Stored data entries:
______
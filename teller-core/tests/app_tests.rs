mod common;

use std::sync::Arc;

use common::{BalanceTool, EventCollector, MockProvider, NoteTool};
use teller_core::{
    namespace, Agent, Checkpointer, InMemoryCheckpointer, InMemoryStore, InvokeConfig, Message,
    Store, Supervisor, Workflow,
};

async fn banking_app(
    supervisor_llm: MockProvider,
    worker_llm: MockProvider,
    checkpointer: Arc<InMemoryCheckpointer>,
) -> teller_core::App {
    let balance_expert = Agent::builder()
        .name("balance_expert")
        .provider(worker_llm)
        .add_tool(BalanceTool)
        .build()
        .await
        .unwrap();

    Supervisor::builder()
        .add_worker(balance_expert)
        .provider(supervisor_llm)
        .with_system_prompt("You are a bank supervisor.")
        .build()
        .await
        .unwrap()
        .compile(None, Some(checkpointer))
}

#[tokio::test]
async fn test_chat_returns_last_message_text() {
    let app = banking_app(
        MockProvider::new().with_text("Hello! How can I help?"),
        MockProvider::new(),
        Arc::new(InMemoryCheckpointer::new()),
    )
    .await;

    let answer = app.chat("hi", "thread-1").await.unwrap();
    assert_eq!(answer, "Hello! How can I help?");
}

#[tokio::test]
async fn test_thread_history_is_resumed() {
    let supervisor_llm = MockProvider::new()
        .with_text("Nice to meet you, Holly.")
        .with_text("Your name is Holly.");
    let checkpointer = Arc::new(InMemoryCheckpointer::new());
    let app = banking_app(supervisor_llm.clone(), MockProvider::new(), checkpointer.clone()).await;

    app.chat("My name is Holly", "thread-1").await.unwrap();
    let answer = app.chat("What is my name?", "thread-1").await.unwrap();
    assert_eq!(answer, "Your name is Holly.");

    // Second call carried the first exchange
    let second = supervisor_llm.messages(1);
    assert_eq!(second.len(), 3);
    assert_eq!(second[0].text(), "My name is Holly");
    assert_eq!(second[1].text(), "Nice to meet you, Holly.");

    let checkpoint = checkpointer.load("thread-1").await.unwrap().unwrap();
    assert_eq!(checkpoint.step, 2);
    assert_eq!(checkpoint.messages.len(), 4);
}

#[tokio::test]
async fn test_threads_are_isolated() {
    let supervisor_llm = MockProvider::new().with_text("a").with_text("b");
    let app = banking_app(
        supervisor_llm.clone(),
        MockProvider::new(),
        Arc::new(InMemoryCheckpointer::new()),
    )
    .await;

    app.chat("first", "thread-1").await.unwrap();
    app.chat("second", "thread-2").await.unwrap();

    assert_eq!(supervisor_llm.messages(1).len(), 1);
    let state = app.state("thread-2").await.unwrap().unwrap();
    assert_eq!(state.messages.len(), 2);
    assert_eq!(state.text(), "b");
}

#[tokio::test]
async fn test_missing_thread_id_is_config_error() {
    let supervisor_llm = MockProvider::new().with_text("unused");
    let app = banking_app(
        supervisor_llm.clone(),
        MockProvider::new(),
        Arc::new(InMemoryCheckpointer::new()),
    )
    .await;

    let err = app
        .invoke(vec![Message::user("hi")], &InvokeConfig::default())
        .await
        .unwrap_err();
    assert!(err.is_config());
    assert_eq!(supervisor_llm.call_count(), 0);
}

#[tokio::test]
async fn test_failed_turn_is_not_checkpointed() {
    let checkpointer = Arc::new(InMemoryCheckpointer::new());
    let app = banking_app(
        MockProvider::new().with_text("first"),
        MockProvider::new(),
        checkpointer.clone(),
    )
    .await;

    app.chat("one", "t").await.unwrap();
    // No responses left: the model call fails
    assert!(app.chat("two", "t").await.is_err());

    let checkpoint = checkpointer.load("t").await.unwrap().unwrap();
    assert_eq!(checkpoint.messages.len(), 2);
    assert_eq!(checkpoint.step, 1);
}

#[tokio::test]
async fn test_app_without_checkpointer_is_stateless() {
    let provider = MockProvider::new().with_text("one").with_text("two");
    let app = Agent::builder()
        .provider(provider.clone())
        .build()
        .await
        .unwrap()
        .compile(None, None);

    app.invoke(vec![Message::user("a")], &InvokeConfig::default())
        .await
        .unwrap();
    app.invoke(vec![Message::user("b")], &InvokeConfig::default())
        .await
        .unwrap();
    assert_eq!(provider.messages(1).len(), 1);
    assert!(app.state("anything").await.unwrap().is_none());
}

#[tokio::test]
async fn test_store_is_passed_to_tools() {
    let store = Arc::new(InMemoryStore::new());
    let app = Agent::builder()
        .name("note_taker")
        .provider(
            MockProvider::new()
                .with_tool_use("save_note", serde_json::json!({"note": "prefers email"}))
                .with_text("ok"),
        )
        .add_tool(NoteTool)
        .build()
        .await
        .unwrap()
        .compile(Some(store.clone()), Some(Arc::new(InMemoryCheckpointer::new())));

    app.chat("remember I prefer email", "thread-9").await.unwrap();

    let item = store
        .get(&namespace(["notes", "thread-9"]), "latest")
        .await
        .unwrap();
    assert_eq!(item.unwrap().value["content"], "prefers email");
}

#[tokio::test]
async fn test_checkpoint_events_and_recursion_limit_override() {
    let checkpointer = Arc::new(InMemoryCheckpointer::new());
    let app = banking_app(
        MockProvider::new()
            .with_tool_use("transfer_to_balance_expert", serde_json::json!({}))
            .with_text("unused"),
        MockProvider::new().with_text("1000.0"),
        checkpointer,
    )
    .await;

    let collector = EventCollector::new();
    app.add_hook(collector.clone());

    let err = app
        .invoke(
            vec![Message::user("balance")],
            &InvokeConfig::thread("t").with_recursion_limit(1),
        )
        .await
        .unwrap_err();
    assert!(err.is_model());

    let events = collector.events();
    assert_eq!(events.first().map(String::as_str), Some("checkpoint_loaded"));
    assert!(!events.contains(&"checkpoint_saved".to_string()));
}
//! Document retrieval over the memory store
//!
//! [`StoreRetriever`] splits documents into paragraph chunks, puts them in a
//! [`Store`] namespace and answers [`DocumentRetriever::retrieve`] with the
//! best matching chunks. Ranking is whatever the store's `search` does, so
//! the store should be built with an embedding index for semantic matches.

use std::path::{Path, PathBuf};
use std::sync::Arc;

use async_trait::async_trait;
use serde_json::json;
use teller_core::{Namespace, Store, StoreError, ToolError};
use thiserror::Error;

use crate::banking::DocumentRetriever;

/// Chunks returned per query
pub const DEFAULT_TOP_K: usize = 4;

/// Paragraphs are merged into chunks up to this many characters
pub const DEFAULT_CHUNK_CHARS: usize = 1000;

const DOCUMENT_EXTENSIONS: &[&str] = &["txt", "md"];

#[derive(Debug, Error)]
pub enum RetrievalError {
    #[error("failed to read {path}: {source}")]
    Io {
        path: PathBuf,
        #[source]
        source: std::io::Error,
    },

    #[error(transparent)]
    Store(#[from] StoreError),
}

impl From<RetrievalError> for ToolError {
    fn from(err: RetrievalError) -> Self {
        ToolError::Custom(err.to_string())
    }
}

impl From<RetrievalError> for teller_core::Error {
    fn from(err: RetrievalError) -> Self {
        match err {
            RetrievalError::Store(e) => e.into(),
            other => ToolError::from(other).into(),
        }
    }
}

/// Retriever backed by a store namespace
#[derive(Clone)]
pub struct StoreRetriever {
    store: Arc<dyn Store>,
    namespace: Namespace,
    top_k: usize,
    chunk_chars: usize,
}

impl StoreRetriever {
    pub fn new(store: Arc<dyn Store>, namespace: Namespace) -> Self {
        Self {
            store,
            namespace,
            top_k: DEFAULT_TOP_K,
            chunk_chars: DEFAULT_CHUNK_CHARS,
        }
    }

    pub fn with_top_k(mut self, top_k: usize) -> Self {
        self.top_k = top_k;
        self
    }

    pub fn with_chunk_chars(mut self, chunk_chars: usize) -> Self {
        self.chunk_chars = chunk_chars.max(1);
        self
    }

    /// Chunk `text` and store the chunks under keys `{source}#{n}`
    ///
    /// Returns the number of chunks stored.
    pub async fn add_document(&self, source: &str, text: &str) -> Result<usize, RetrievalError> {
        let chunks = split_paragraphs(text, self.chunk_chars);
        for (i, chunk) in chunks.iter().enumerate() {
            self.store
                .put(
                    &self.namespace,
                    &format!("{}#{}", source, i),
                    json!({"text": chunk, "source": source}),
                )
                .await?;
        }
        Ok(chunks.len())
    }

    /// Add every `.txt` and `.md` file in `dir`, in file name order
    ///
    /// Returns the number of chunks stored.
    pub async fn add_dir(&self, dir: impl AsRef<Path>) -> Result<usize, RetrievalError> {
        let dir = dir.as_ref();
        let io_error = |source| RetrievalError::Io {
            path: dir.to_path_buf(),
            source,
        };

        let mut paths = Vec::new();
        let mut entries = tokio::fs::read_dir(dir).await.map_err(io_error)?;
        while let Some(entry) = entries.next_entry().await.map_err(io_error)? {
            let path = entry.path();
            let is_document = path
                .extension()
                .and_then(|e| e.to_str())
                .is_some_and(|e| DOCUMENT_EXTENSIONS.contains(&e));
            if is_document {
                paths.push(path);
            }
        }
        paths.sort();

        let mut total = 0;
        for path in paths {
            let text = tokio::fs::read_to_string(&path)
                .await
                .map_err(|source| RetrievalError::Io {
                    path: path.clone(),
                    source,
                })?;
            let source = path
                .file_name()
                .map(|n| n.to_string_lossy().to_string())
                .unwrap_or_default();
            total += self.add_document(&source, &text).await?;
        }
        log::info!("indexed {} chunks from {}", total, dir.display());
        Ok(total)
    }

    /// Best matching chunk texts for `query`
    pub async fn search(&self, query: &str) -> Result<Vec<String>, RetrievalError> {
        let hits = self
            .store
            .search(&self.namespace, Some(query), self.top_k, 0)
            .await?;
        Ok(hits
            .into_iter()
            .filter_map(|hit| hit.item.value["text"].as_str().map(str::to_string))
            .collect())
    }
}

#[async_trait]
impl DocumentRetriever for StoreRetriever {
    async fn retrieve(&self, query: &str) -> Result<Vec<String>, ToolError> {
        Ok(self.search(query).await?)
    }
}

impl std::fmt::Debug for StoreRetriever {
    fn fmt(&self, f: &mut std::fmt::Formatter<'_>) -> std::fmt::Result {
        f.debug_struct("StoreRetriever")
            .field("namespace", &self.namespace)
            .field("top_k", &self.top_k)
            .finish()
    }
}

/// Split on blank lines, then merge neighbouring paragraphs up to `max_chars`
///
/// Lengths are counted in characters. A paragraph longer than `max_chars` is
/// first broken at whitespace, and a single word longer than that is cut.
fn split_paragraphs(text: &str, max_chars: usize) -> Vec<String> {
    let mut chunks = Vec::new();
    let mut current = String::new();
    let mut current_len = 0;

    let pieces = text
        .split("\n\n")
        .map(str::trim)
        .filter(|p| !p.is_empty())
        .flat_map(|p| split_long_paragraph(p, max_chars));
    for piece in pieces {
        let len = piece.chars().count();
        if current_len > 0 && current_len + 2 + len > max_chars {
            chunks.push(std::mem::take(&mut current));
            current_len = 0;
        }
        if current_len > 0 {
            current.push_str("\n\n");
            current_len += 2;
        }
        current.push_str(&piece);
        current_len += len;
    }
    if !current.is_empty() {
        chunks.push(current);
    }
    chunks
}

fn split_long_paragraph(paragraph: &str, max_chars: usize) -> Vec<String> {
    if paragraph.chars().count() <= max_chars {
        return vec![paragraph.to_string()];
    }

    let mut pieces = Vec::new();
    let mut piece = String::new();
    let mut piece_len = 0;
    for word in paragraph.split_whitespace() {
        let chars: Vec<char> = word.chars().collect();
        for part in chars.chunks(max_chars) {
            if piece_len > 0 && piece_len + 1 + part.len() > max_chars {
                pieces.push(std::mem::take(&mut piece));
                piece_len = 0;
            }
            if piece_len > 0 {
                piece.push(' ');
                piece_len += 1;
            }
            piece.extend(part);
            piece_len += part.len();
        }
    }
    if !piece.is_empty() {
        pieces.push(piece);
    }
    pieces
}

#[cfg(test)]
mod tests {
    use super::*;
    use teller_core::{namespace, HashEmbedder, IndexConfig, InMemoryStore};

    fn indexed_store() -> Arc<dyn Store> {
        Arc::new(InMemoryStore::with_index(
            IndexConfig::new(Arc::new(HashEmbedder::new(256))).with_fields(["text"]),
        ))
    }

    #[test]
    fn test_split_paragraphs() {
        let text = "Cash ISA\n\nRate 4.5%\n\n\n\nFixed saver\n\n";
        assert_eq!(
            split_paragraphs(text, 1000),
            vec!["Cash ISA\n\nRate 4.5%\n\nFixed saver"]
        );
        assert_eq!(
            split_paragraphs(text, 11),
            vec!["Cash ISA", "Rate 4.5%", "Fixed saver"]
        );
        assert!(split_paragraphs("  \n\n ", 10).is_empty());
    }

    #[test]
    fn test_split_long_paragraph() {
        let text = "Cash ISA Saver pays 4.25% AER on balances\n\nFixed";
        let chunks = split_paragraphs(text, 16);
        assert_eq!(
            chunks,
            vec!["Cash ISA Saver", "pays 4.25% AER", "on balances", "Fixed"]
        );
        assert!(chunks.iter().all(|c| c.chars().count() <= 16));

        // counted in characters, and a word past the limit is cut
        assert_eq!(split_paragraphs("££££££", 4), vec!["££££", "££"]);
    }

    #[tokio::test]
    async fn test_retrieve_ranks_relevant_chunk_first() {
        let retriever = StoreRetriever::new(indexed_store(), namespace(["documents"]))
            .with_chunk_chars(60)
            .with_top_k(1);
        let added = retriever
            .add_document(
                "rates.md",
                "The Cash ISA pays 4.5% AER variable.\n\n\
                 The easy access saver pays 3.1% AER.\n\n\
                 Mortgage rates start at 5.2%.",
            )
            .await
            .unwrap();
        assert_eq!(added, 3);

        let docs = retriever.retrieve("What does the Cash ISA pay").await.unwrap();
        assert_eq!(docs, vec!["The Cash ISA pays 4.5% AER variable."]);
    }

    #[tokio::test]
    async fn test_add_dir_reads_documents_only() {
        let dir = tempfile::tempdir().unwrap();
        std::fs::write(dir.path().join("a_isa.txt"), "Cash ISA 4.5%").unwrap();
        std::fs::write(dir.path().join("b_saver.md"), "Saver 3.1%\n\nBonus 0.5%").unwrap();
        std::fs::write(dir.path().join("notes.csv"), "ignored,1").unwrap();

        let store = indexed_store();
        let retriever = StoreRetriever::new(store.clone(), namespace(["documents"]));
        assert_eq!(retriever.add_dir(dir.path()).await.unwrap(), 2);

        let item = store
            .get(&namespace(["documents"]), "a_isa.txt#0")
            .await
            .unwrap()
            .unwrap();
        assert_eq!(item.value["source"], "a_isa.txt");
        assert_eq!(store.list(&namespace(["documents"])).await.unwrap().len(), 2);
    }

    #[tokio::test]
    async fn test_add_dir_missing() {
        let retriever = StoreRetriever::new(indexed_store(), namespace(["documents"]));
        let err = retriever.add_dir("/nonexistent/rates").await.unwrap_err();
        assert!(matches!(err, RetrievalError::Io { .. }));
    }
}
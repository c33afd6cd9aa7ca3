//! Interactive banking assistant
//!
//! Run with: cargo run -p teller-cli --bin banking_assistant
//!
//! Reads `GOOGLE_API_KEY` and `OPENAI_API_KEY` from the environment or a
//! `.env` file. Set `TELLER_CHECKPOINT_DB` to keep conversations across runs.

use std::sync::Arc;

use teller_cli::assistant::{self, BankingModels, Collaborators, DEFAULT_THREAD_ID};
use teller_cli::{run_shell, Settings, SqliteCheckpointer};
use teller_core::{Checkpointer, InMemoryCheckpointer, LogHook};

#[tokio::main]
async fn main() -> anyhow::Result<()> {
    env_logger::Builder::from_env(env_logger::Env::default().default_filter_or("warn")).init();
    let settings = Settings::load();

    let models = BankingModels::from_settings(&settings)?;
    let embedder = assistant::embedder(&settings)?;
    let collaborators =
        Collaborators::from_data_dir(&settings.data_dir, embedder.clone(), models.worker.clone())
            .await?;

    let checkpointer: Arc<dyn Checkpointer> = match &settings.checkpoint_db {
        Some(path) => Arc::new(SqliteCheckpointer::new(path)?),
        None => Arc::new(InMemoryCheckpointer::new()),
    };

    let app = assistant::compile(
        &models,
        &collaborators,
        assistant::memory_store(embedder),
        checkpointer,
    )
    .await?;
    app.add_hook(LogHook);

    run_shell(app, DEFAULT_THREAD_ID).await?;
    Ok(())
}
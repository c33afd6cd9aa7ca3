//! System prompt sources for agents

use std::sync::Arc;

use crate::store::{Namespace, Store};

use super::types::AgentError;

/// Where an agent's system prompt comes from
#[derive(Debug, Clone, Default)]
pub enum Prompt {
    /// No system prompt
    #[default]
    None,
    /// Fixed text
    Static(String),
    /// Instruction record read from the store on every invocation
    ///
    /// The record value is `{"prompt": "..."}`. It is rendered as
    /// `"## Instructions\n\n{prompt}"`. `fallback` is used when the record
    /// does not exist.
    Stored {
        namespace: Namespace,
        key: String,
        fallback: Option<String>,
    },
}

impl Prompt {
    /// Instruction record `key` in `namespace`
    pub fn stored(namespace: Namespace, key: impl Into<String>) -> Self {
        Prompt::Stored {
            namespace,
            key: key.into(),
            fallback: None,
        }
    }

    /// Set the text used when the instruction record is missing
    pub fn or_else(self, fallback: impl Into<String>) -> Self {
        match self {
            Prompt::Stored { namespace, key, .. } => Prompt::Stored {
                namespace,
                key,
                fallback: Some(fallback.into()),
            },
            other => other,
        }
    }

    /// Produce the system prompt for one invocation
    pub(crate) async fn resolve(
        &self,
        store: Option<&Arc<dyn Store>>,
    ) -> Result<Option<String>, AgentError> {
        match self {
            Prompt::None => Ok(None),
            Prompt::Static(text) => Ok(Some(text.clone())),
            Prompt::Stored {
                namespace,
                key,
                fallback,
            } => {
                let stored = match store {
                    Some(store) => store.get(namespace, key).await?,
                    None => None,
                };

                let instructions = stored
                    .as_ref()
                    .and_then(|item| item.value.get("prompt"))
                    .and_then(|v| v.as_str())
                    .map(str::to_string)
                    .or_else(|| fallback.clone());

                match instructions {
                    Some(text) => Ok(Some(format!("## Instructions\n\n{}", text))),
                    None if store.is_none() => Err(AgentError::Config(format!(
                        "prompt '{}' is stored but no store was provided",
                        key
                    ))),
                    None => Err(AgentError::Config(format!(
                        "no instruction record '{}' in namespace {:?}",
                        key, namespace
                    ))),
                }
            }
        }
    }
}

impl From<&str> for Prompt {
    fn from(text: &str) -> Self {
        Prompt::Static(text.to_string())
    }
}

impl From<String> for Prompt {
    fn from(text: String) -> Self {
        Prompt::Static(text)
    }
}

#[cfg(test)]
mod tests {
    use super::*;
    use crate::store::{namespace, InMemoryStore};
    use serde_json::json;

    async fn store_with(prompt: &str) -> Arc<dyn Store> {
        let store: Arc<dyn Store> = Arc::new(InMemoryStore::new());
        store
            .put(&namespace(["instructions"]), "email_agent", json!({ "prompt": prompt }))
            .await
            .unwrap();
        store
    }

    #[tokio::test]
    async fn test_static_and_none() {
        assert_eq!(Prompt::None.resolve(None).await.unwrap(), None);
        assert_eq!(
            Prompt::from("You are a bank supervisor").resolve(None).await.unwrap(),
            Some("You are a bank supervisor".to_string())
        );
    }

    #[tokio::test]
    async fn test_stored_prompt_is_read_each_time() {
        let store = store_with("Write good emails.").await;
        let prompt = Prompt::stored(namespace(["instructions"]), "email_agent");

        assert_eq!(
            prompt.resolve(Some(&store)).await.unwrap().unwrap(),
            "## Instructions\n\nWrite good emails."
        );

        store
            .put(
                &namespace(["instructions"]),
                "email_agent",
                json!({"prompt": "Sign off as William."}),
            )
            .await
            .unwrap();
        assert_eq!(
            prompt.resolve(Some(&store)).await.unwrap().unwrap(),
            "## Instructions\n\nSign off as William."
        );
    }

    #[tokio::test]
    async fn test_missing_record_uses_fallback_or_fails() {
        let store: Arc<dyn Store> = Arc::new(InMemoryStore::new());
        let prompt = Prompt::stored(namespace(["instructions"]), "twitter_agent");
        assert!(matches!(
            prompt.resolve(Some(&store)).await,
            Err(AgentError::Config(_))
        ));
        assert!(matches!(prompt.resolve(None).await, Err(AgentError::Config(_))));

        let prompt = prompt.or_else("Write fire tweets.");
        assert_eq!(
            prompt.resolve(Some(&store)).await.unwrap().unwrap(),
            "## Instructions\n\nWrite fire tweets."
        );
    }
}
______
Task. Return each line from the data where the string "Your" can be found.

Answer space.
        .with_text("Your name is Holly.");
    assert_eq!(answer, "Your name is Holly.");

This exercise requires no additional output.